L’ORIGINE DEL DEBITO MONSTRE
Il problema e le dimensioni del debito monstre vennero pubblicamente alla luce quando, tra novembre del 2013 e giugno del 2014, l’Enel cedette alla Banca Sistema i crediti che vantava nei confronti del Comune per le bollette elettriche delle palazzine del Progetto Case e dei Map. Allora la cifra in ballo era di 12,1 milioni di euro, più gli interessi e tutte le altre voci accessorie.
«Successivamente, il Comune dell’Aquila ha provveduto al pagamento solo parziale del debito originario, rimanendo debitore di Banca Sistema per un importo che, alla data dell’8 luglio 2015, ammontava a 7,9 milioni di euro oltre interessi di mora maturati». A ricostruire le tappe della vicenda e del contenzioso è la determina comunale dei giorni scorsi, che poi continua: «Con contratto concluso per scambio di corrispondenza commerciale sempre in data 8 luglio 2015, Banca Sistema e il Comune dell’Aquila hanno raggiunto un accordo in ordine alla debenza del credito che il Comune ha riconosciuto espressamente, anche per gli interessi di mora, assumendosi l’obbligo del pagamento del complessivo importo pari ad 9,1 milioni di euro mediante la corresponsione di un acconto di 500mila euro e di 32 rate mensili dell’importo di 271mila ciascuna».
LE RATE NON PAGATE E LA CAUSA
Ma quell’accordo non fu rispettato dal municipio. Lo dice sempre la stessa determina: «Avendo il Comune adempiuto solo parzialmente gli obblighi di pagamento derivanti dalla transazione alle scadenze convenute, Banca Sistema, con lettera del 30 gennaio 2018, ha diffidato il Comune al pagamento del saldo dovuto».

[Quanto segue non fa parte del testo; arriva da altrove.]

use std::collections::VecDeque;
use std::ffi::OsString;
use std::path::{Path, PathBuf};

use ahash::{AHashMap, AHashSet};

use crate::config::Config;
use crate::error::{Error, ErrorKind, Result};
use crate::module::Module;
use crate::token::{self, Token, TokenType};
use crate::Include;


/// A claimed path waiting to be loaded, with the include that asked for it.
#[derive(Debug)]
struct Pending {
    path: PathBuf,
    from: Option<(PathBuf, Token)>,
}

/// Registry of loaded modules keyed by canonical path. Every path is loaded
/// at most once, however many modules include it.
#[derive(Debug)]
pub struct Loader {
    config: Config,
    root_dir: Option<PathBuf>,
    builtins: Option<PathBuf>,
    modules: AHashMap<PathBuf, Module>,
    order: Vec<PathBuf>,
    claimed: AHashSet<PathBuf>,
    queue: VecDeque<Pending>,
}

impl Loader {
    pub fn new(config: Config) -> Self {
        Self {
            config,
            root_dir: None,
            builtins: None,
            modules: AHashMap::new(),
            order: Vec::new(),
            claimed: AHashSet::new(),
            queue: VecDeque::new(),
        }
    }

    pub fn config(&self) -> &Config {
        &self.config
    }

    /// Loads `path` and everything it includes. Returns the canonical root path.
    pub fn load(&mut self, path: impl AsRef<Path>) -> Result<PathBuf> {
        let path = path.as_ref();
        let root = path.canonicalize().map_err(|e| {
            Error::bare(path, ErrorKind::Include, format!("cannot open module: {e}"))
        })?;
        if self.root_dir.is_none() {
            self.root_dir = root.parent().map(Path::to_path_buf);
        }
        self.claim(root.clone(), None);
        while let Some(pending) = self.queue.pop_front() {
            self.load_one(pending)?;
        }
        Ok(root)
    }

    pub fn get(&self, path: &Path) -> Option<&Module> {
        self.modules.get(path)
    }

    pub fn contains(&self, path: &Path) -> bool {
        self.modules.contains_key(path)
    }

    pub fn len(&self) -> usize {
        self.modules.len()
    }

    pub fn is_empty(&self) -> bool {
        self.modules.is_empty()
    }

    /// Modules in load order.
    pub fn modules(&self) -> impl Iterator<Item = &Module> {
        self.order.iter().filter_map(|path| self.modules.get(path))
    }

    pub fn into_modules(mut self) -> Vec<Module> {
        self.order
            .iter()
            .filter_map(|path| self.modules.remove(path))
            .collect()
    }

    /// Queues `path` unless it was claimed before.
    fn claim(&mut self, path: PathBuf, from: Option<(PathBuf, Token)>) -> bool {
        if !self.claimed.insert(path.clone()) {
            tracing::trace!(path = %path.display(), "already claimed");
            return false;
        }
        tracing::debug!(path = %path.display(), "claimed");
        self.queue.push_back(Pending { path, from });
        true
    }

    fn load_one(&mut self, pending: Pending) -> Result<()> {
        let Pending { path, from } = pending;
        let source = std::fs::read_to_string(&path).map_err(|e| {
            let message = format!("cannot read module \"{}\": {e}", path.display());
            match from.as_ref().and_then(|(parent, at)| Some((self.modules.get(parent)?, at))) {
                Some((parent, at)) => Error::new(
                    &parent.path,
                    &parent.source,
                    at.line,
                    ErrorKind::Include,
                    message,
                )
                .at_token(at),
                None => Error::bare(&path, ErrorKind::Include, message),
            }
        })?;
        let mut module = Module::build(path.clone(), source)?;
        tracing::debug!(
            path = %path.display(),
            includes = module.includes.len(),
            macros = module.macros.len(),
            instructions = module.instructions.len(),
            "loaded"
        );

        if !self.is_builtins(&path) {
            let builtins = self.builtins_path(&module)?;
            self.claim(builtins, None);
        }

        let includes = std::mem::take(&mut module.includes);
        for include in &includes {
            let resolved = self.resolve(&module, include)?;
            tracing::debug!(
                from = %path.display(),
                to = %resolved.display(),
                "resolved include"
            );
            module.include_paths.push(resolved.clone());
            let at = include.path.first().copied();
            self.claim(resolved, at.map(|at| (path.clone(), at)));
        }
        module.includes = includes;

        self.order.push(path.clone());
        self.modules.insert(path, module);
        Ok(())
    }

    fn is_builtins(&self, path: &Path) -> bool {
        match &self.builtins {
            Some(builtins) => builtins == path,
            None => self
                .config
                .builtins()
                .canonicalize()
                .is_ok_and(|builtins| builtins == path),
        }
    }

    fn builtins_path(&mut self, module: &Module) -> Result<PathBuf> {
        if let Some(builtins) = &self.builtins {
            return Ok(builtins.clone());
        }
        let wanted = self.config.builtins();
        let builtins = wanted.canonicalize().map_err(|e| {
            Error::new(
                &module.path,
                &module.source,
                0,
                ErrorKind::Include,
                format!(
                    "cannot find the standard library module \"{}\": {e}",
                    wanted.display()
                ),
            )
        })?;
        self.builtins = Some(builtins.clone());
        Ok(builtins)
    }

    /// Finds the file an include names, trying the literal path, then the root
    /// file's directory, then the standard library.
    pub fn resolve(&self, module: &Module, include: &Include) -> Result<PathBuf> {
        let at = include.path.first().copied();
        let error = |kind, message: String| {
            let err = Error::new(&module.path, &module.source, 0, kind, message);
            match &at {
                Some(at) => err.at_token(at),
                None => err,
            }
        };
        let target = include_target(module, &include.path).ok_or_else(|| {
            error(
                ErrorKind::Syntax,
                "include path must be a string or names separated by '/'".to_owned(),
            )
        })?;

        let bases = [None, self.root_dir.as_deref(), Some(self.config.stdlib.as_path())];
        for base in bases {
            for candidate in self.candidates(&target) {
                let candidate = match base {
                    Some(base) => base.join(candidate),
                    None => candidate,
                };
                if candidate.is_file() {
                    return candidate.canonicalize().map_err(|e| {
                        error(
                            ErrorKind::Include,
                            format!("cannot open module \"{}\": {e}", candidate.display()),
                        )
                    });
                }
            }
        }
        Err(error(
            ErrorKind::Include,
            format!(
                "cannot find module \"{target}\" (tried {}, relative to the root directory and in \"{}\")",
                self.tried(&target),
                self.config.stdlib.display()
            ),
        ))
    }

    fn candidates(&self, target: &str) -> Vec<PathBuf> {
        let mut candidates = vec![PathBuf::from(target)];
        for extension in &self.config.extensions {
            let mut path = OsString::from(target);
            path.push(extension);
            candidates.push(PathBuf::from(path));
        }
        candidates
    }

    fn tried(&self, target: &str) -> String {
        let names: Vec<String> = self
            .candidates(target)
            .iter()
            .map(|c| format!("\"{}\"", c.display()))
            .collect();
        names.join(", ")
    }
}

/// Path text of an include: a single STRING, or NAME tokens with SLASH
/// separators turned into `/`.
fn include_target(module: &Module, tokens: &[Token]) -> Option<String> {
    match tokens {
        [single] if single.is(TokenType::String) => Some(module.text(single).to_owned()),
        [] => None,
        _ => {
            let rest = token::without(&token::without(tokens, TokenType::Slash), TokenType::Name);
            if !rest.is_empty() {
                return None;
            }
            let target = tokens
                .iter()
                .map(|t| match t.kind {
                    TokenType::Slash => "/",
                    _ => module.text(t),
                })
                .collect();
            Some(target)
        }
    }
}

Quindi il decreto ingiuntivo e la determinazione della stangata: «In virtù dei saldi parziali (imputati agli interessi di mora e al credito per transazione secondo i criteri convenuti tra le parti), al 21 febbraio 2018 (data in cui il Comune ha effettuato l’ultimo pagamento), il Comune dell’Aquila è rimasto debitore di Banca Sistema della somma di 4,4 milioni di euro oltre interessi di mora. Per il pagamento di detta somma, Banca Sistema ha richiesto ed ottenuto il decreto ingiuntivo, nei confronti di cui il Comune dell’Aquila si è opposto».
Ma, con sentenza del 14 novembre scorso, il Tribunale di Roma ha rigettato l’opposizione del Comune e «provveduto a confermare e dichiarare definitivamente esecutivo il decreto ingiuntivo».
Il municipio si è dovuto quindi arrendere e ieri ha stanziato i 6,2 milioni, disponendone il pagamento. La vicenda legale si è così conclusa, mentre il caso politico è pronto a riaprirsi ancora una volta.